Work instructions = The lines to copy are those with "Duration" in them. Pull each one from the entries below.

START Exercise data

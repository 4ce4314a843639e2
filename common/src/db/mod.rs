pub mod core;
pub mod parser;
pub mod store;
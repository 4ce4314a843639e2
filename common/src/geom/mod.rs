pub mod coord;
pub mod rect;
pub mod rtree;
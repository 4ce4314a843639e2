use super::aggregator::Heatmap;
use std::sync::Arc;
use std::sync::mpsc::{self, RecvTimeoutError, Sender};
use std::thread::{self, JoinHandle};
use std::time::Duration;
use wh_common::util::clock::Timestamp;

pub struct Sweeper {
    stop_tx: Option<Sender<()>>,
    handle: Option<JoinHandle<()>>,
}

impl Sweeper {
    pub fn spawn<F>(heatmap: Arc<Heatmap>, interval: Duration, clock: F) -> std::io::Result<Self>
    where
        F: Fn() -> Timestamp + Send + 'static,
    {
        let (stop_tx, stop_rx) = mpsc::channel::<()>();
        let handle = thread::Builder::new()
            .name("heatmap-sweeper".into())
            .spawn(move || {
                log::debug!("Heatmap sweeper started (every {:?})", interval);
                loop {
                    match stop_rx.recv_timeout(interval) {
                        Err(RecvTimeoutError::Timeout) => {
                            heatmap.sweep(clock());
                        }
                        Ok(()) | Err(RecvTimeoutError::Disconnected) => break,
                    }
                }
                log::debug!("Heatmap sweeper stopped");
            })?;
        Ok(Self {
            stop_tx: Some(stop_tx),
            handle: Some(handle),
        })
    }

    pub fn stop(&mut self) {
        if let Some(tx) = self.stop_tx.take() {
            let _ = tx.send(());
        }
        if let Some(handle) = self.handle.take()
            && handle.join().is_err()
        {
            log::error!("Heatmap sweeper thread panicked");
        }
    }
}

impl Drop for Sweeper {
    fn drop(&mut self) {
        self.stop();
    }
}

END Exercise data

Solution to the exercise =
use std::time::Duration;
    pub fn spawn<F>(heatmap: Arc<Heatmap>, interval: Duration, clock: F) -> std::io::Result<Self>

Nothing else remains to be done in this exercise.